• _EXERCISE PROMPT_: Of the entries below, return only those lines from the line with "repository 3d3fbf2cab000255" to the line with "use crate::supervise::spawn_supervised;", exactly, both included.

[Dataset excerpts]
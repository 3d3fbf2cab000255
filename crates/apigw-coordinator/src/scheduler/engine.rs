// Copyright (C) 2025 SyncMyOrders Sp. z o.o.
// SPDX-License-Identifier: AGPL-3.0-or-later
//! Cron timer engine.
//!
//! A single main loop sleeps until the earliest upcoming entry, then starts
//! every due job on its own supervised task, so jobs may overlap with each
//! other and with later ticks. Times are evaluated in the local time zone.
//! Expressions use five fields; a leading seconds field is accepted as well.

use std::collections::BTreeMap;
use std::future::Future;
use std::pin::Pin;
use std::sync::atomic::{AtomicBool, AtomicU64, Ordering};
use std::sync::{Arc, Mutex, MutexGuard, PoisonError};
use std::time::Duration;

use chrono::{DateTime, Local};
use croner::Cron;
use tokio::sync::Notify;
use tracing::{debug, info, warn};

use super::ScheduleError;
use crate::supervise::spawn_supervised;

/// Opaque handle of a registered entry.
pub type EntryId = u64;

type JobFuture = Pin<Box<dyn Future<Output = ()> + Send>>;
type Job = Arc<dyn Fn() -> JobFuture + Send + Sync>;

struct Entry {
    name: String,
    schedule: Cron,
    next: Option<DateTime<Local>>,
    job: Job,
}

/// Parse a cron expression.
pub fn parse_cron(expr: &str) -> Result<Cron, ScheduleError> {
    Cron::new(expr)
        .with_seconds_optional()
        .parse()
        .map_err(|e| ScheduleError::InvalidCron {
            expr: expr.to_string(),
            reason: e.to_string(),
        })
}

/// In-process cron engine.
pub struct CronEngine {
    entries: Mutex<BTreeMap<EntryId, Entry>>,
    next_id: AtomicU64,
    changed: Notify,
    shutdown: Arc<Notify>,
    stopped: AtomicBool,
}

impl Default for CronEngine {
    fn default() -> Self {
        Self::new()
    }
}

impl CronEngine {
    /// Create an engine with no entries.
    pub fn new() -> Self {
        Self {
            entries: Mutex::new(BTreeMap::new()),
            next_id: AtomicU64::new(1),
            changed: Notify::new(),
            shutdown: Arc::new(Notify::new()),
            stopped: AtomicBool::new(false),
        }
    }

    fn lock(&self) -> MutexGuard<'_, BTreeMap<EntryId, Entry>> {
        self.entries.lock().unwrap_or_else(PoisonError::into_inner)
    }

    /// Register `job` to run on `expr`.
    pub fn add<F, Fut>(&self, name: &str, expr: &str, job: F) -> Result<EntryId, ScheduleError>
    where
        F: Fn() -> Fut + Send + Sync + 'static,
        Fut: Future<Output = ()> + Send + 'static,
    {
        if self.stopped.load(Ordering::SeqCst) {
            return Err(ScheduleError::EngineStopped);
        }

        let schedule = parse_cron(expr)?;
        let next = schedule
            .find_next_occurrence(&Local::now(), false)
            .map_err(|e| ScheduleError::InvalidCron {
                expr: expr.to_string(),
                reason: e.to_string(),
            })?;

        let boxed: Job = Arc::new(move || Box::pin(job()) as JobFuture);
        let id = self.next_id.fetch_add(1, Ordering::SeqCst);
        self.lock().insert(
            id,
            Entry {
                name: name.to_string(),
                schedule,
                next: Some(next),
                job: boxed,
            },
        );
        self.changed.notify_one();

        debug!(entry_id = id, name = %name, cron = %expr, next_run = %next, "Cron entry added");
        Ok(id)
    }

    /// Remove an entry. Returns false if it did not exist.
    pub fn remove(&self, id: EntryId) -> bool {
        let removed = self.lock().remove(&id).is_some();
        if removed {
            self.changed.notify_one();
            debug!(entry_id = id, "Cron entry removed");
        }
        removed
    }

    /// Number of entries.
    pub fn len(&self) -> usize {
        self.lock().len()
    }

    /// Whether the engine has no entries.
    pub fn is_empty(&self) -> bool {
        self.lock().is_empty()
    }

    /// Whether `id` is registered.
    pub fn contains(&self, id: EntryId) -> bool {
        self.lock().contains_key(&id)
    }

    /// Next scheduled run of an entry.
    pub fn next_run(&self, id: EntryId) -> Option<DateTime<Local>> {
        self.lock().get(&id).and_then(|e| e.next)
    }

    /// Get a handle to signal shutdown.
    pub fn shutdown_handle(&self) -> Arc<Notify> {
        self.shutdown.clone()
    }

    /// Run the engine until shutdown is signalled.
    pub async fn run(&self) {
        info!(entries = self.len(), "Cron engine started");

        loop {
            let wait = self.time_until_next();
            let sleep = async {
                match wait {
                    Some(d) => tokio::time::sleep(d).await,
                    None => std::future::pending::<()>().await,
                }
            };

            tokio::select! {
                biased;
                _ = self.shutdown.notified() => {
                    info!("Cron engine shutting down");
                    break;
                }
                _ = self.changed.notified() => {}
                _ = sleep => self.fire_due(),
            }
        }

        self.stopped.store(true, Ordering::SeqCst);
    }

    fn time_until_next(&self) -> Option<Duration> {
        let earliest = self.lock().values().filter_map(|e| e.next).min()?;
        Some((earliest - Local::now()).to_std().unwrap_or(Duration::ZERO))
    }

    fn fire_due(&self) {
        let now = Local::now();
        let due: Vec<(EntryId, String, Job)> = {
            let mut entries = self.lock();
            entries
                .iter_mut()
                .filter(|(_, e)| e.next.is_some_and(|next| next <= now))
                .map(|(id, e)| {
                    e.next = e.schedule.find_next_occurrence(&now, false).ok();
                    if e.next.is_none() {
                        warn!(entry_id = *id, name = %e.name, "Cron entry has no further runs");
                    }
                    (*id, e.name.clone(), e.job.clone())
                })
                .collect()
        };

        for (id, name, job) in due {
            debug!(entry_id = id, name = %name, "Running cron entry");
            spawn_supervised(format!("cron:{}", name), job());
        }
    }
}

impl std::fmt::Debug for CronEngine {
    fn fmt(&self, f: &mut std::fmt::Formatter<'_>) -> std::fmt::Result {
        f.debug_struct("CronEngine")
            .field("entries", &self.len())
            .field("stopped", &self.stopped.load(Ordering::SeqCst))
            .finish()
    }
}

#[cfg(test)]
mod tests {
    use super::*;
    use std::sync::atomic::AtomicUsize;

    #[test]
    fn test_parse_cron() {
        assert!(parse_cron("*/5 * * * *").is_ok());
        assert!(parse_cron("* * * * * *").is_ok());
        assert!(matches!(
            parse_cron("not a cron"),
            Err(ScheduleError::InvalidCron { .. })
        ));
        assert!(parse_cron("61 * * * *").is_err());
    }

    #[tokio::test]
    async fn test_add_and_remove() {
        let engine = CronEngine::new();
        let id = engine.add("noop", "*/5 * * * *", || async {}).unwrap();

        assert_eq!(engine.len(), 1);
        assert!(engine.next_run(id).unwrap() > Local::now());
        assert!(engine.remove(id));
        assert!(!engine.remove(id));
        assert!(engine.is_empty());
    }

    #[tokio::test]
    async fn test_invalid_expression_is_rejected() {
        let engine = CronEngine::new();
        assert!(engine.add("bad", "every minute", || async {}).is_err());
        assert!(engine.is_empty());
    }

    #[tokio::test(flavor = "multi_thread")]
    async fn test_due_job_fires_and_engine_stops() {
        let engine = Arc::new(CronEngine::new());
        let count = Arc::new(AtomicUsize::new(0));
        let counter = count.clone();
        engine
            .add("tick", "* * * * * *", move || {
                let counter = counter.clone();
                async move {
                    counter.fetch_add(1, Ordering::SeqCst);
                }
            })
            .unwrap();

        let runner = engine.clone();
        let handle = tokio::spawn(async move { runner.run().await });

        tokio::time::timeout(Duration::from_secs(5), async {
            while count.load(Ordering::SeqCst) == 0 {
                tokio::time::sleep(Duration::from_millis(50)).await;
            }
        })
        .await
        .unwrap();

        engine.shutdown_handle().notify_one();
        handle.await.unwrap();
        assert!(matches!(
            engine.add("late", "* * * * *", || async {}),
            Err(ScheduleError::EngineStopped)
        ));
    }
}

==

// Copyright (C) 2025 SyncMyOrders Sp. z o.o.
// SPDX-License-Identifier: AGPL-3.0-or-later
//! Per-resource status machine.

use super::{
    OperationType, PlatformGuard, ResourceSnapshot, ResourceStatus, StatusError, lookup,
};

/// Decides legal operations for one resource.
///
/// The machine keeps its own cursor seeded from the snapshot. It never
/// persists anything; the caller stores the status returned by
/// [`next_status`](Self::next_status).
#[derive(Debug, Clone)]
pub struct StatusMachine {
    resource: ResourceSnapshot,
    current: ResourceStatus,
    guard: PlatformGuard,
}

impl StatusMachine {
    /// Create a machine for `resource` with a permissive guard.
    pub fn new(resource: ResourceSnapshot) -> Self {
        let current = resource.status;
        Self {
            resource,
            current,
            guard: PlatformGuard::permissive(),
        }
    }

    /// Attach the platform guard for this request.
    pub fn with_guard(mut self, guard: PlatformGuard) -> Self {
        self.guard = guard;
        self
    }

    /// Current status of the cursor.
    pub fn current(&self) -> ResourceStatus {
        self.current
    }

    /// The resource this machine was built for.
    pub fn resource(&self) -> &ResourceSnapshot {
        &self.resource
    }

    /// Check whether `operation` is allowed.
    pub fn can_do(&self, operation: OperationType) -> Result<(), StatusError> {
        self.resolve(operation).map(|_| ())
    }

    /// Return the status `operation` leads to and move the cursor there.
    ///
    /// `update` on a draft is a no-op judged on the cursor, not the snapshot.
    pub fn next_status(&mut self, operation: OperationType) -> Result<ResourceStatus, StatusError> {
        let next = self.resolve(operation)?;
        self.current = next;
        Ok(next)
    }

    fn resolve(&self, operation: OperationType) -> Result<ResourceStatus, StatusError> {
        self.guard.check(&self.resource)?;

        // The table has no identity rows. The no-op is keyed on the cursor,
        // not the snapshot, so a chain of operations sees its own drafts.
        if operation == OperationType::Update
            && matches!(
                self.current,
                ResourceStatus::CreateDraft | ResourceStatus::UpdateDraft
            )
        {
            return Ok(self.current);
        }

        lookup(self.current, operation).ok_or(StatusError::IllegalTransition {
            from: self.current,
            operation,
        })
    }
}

• _ANSWER SPACE_:
repository 3d3fbf2cab000255
filename crates/apigw-coordinator/src/scheduler/engine.rs
// Copyright (C) 2025 SyncMyOrders Sp. z o.o.
// SPDX-License-Identifier: AGPL-3.0-or-later
//! Cron timer engine.
//!
//! A single main loop sleeps until the earliest upcoming entry, then starts
//! every due job on its own supervised task, so jobs may overlap with each
//! other and with later ticks. Times are evaluated in the local time zone.
//! Expressions use five fields; a leading seconds field is accepted as well.

use std::collections::BTreeMap;
use std::future::Future;
use std::pin::Pin;
use std::sync::atomic::{AtomicBool, AtomicU64, Ordering};
use std::sync::{Arc, Mutex, MutexGuard, PoisonError};
use std::time::Duration;

use chrono::{DateTime, Local};
use croner::Cron;
use tokio::sync::Notify;
use tracing::{debug, info, warn};

use super::ScheduleError;
use crate::supervise::spawn_supervised;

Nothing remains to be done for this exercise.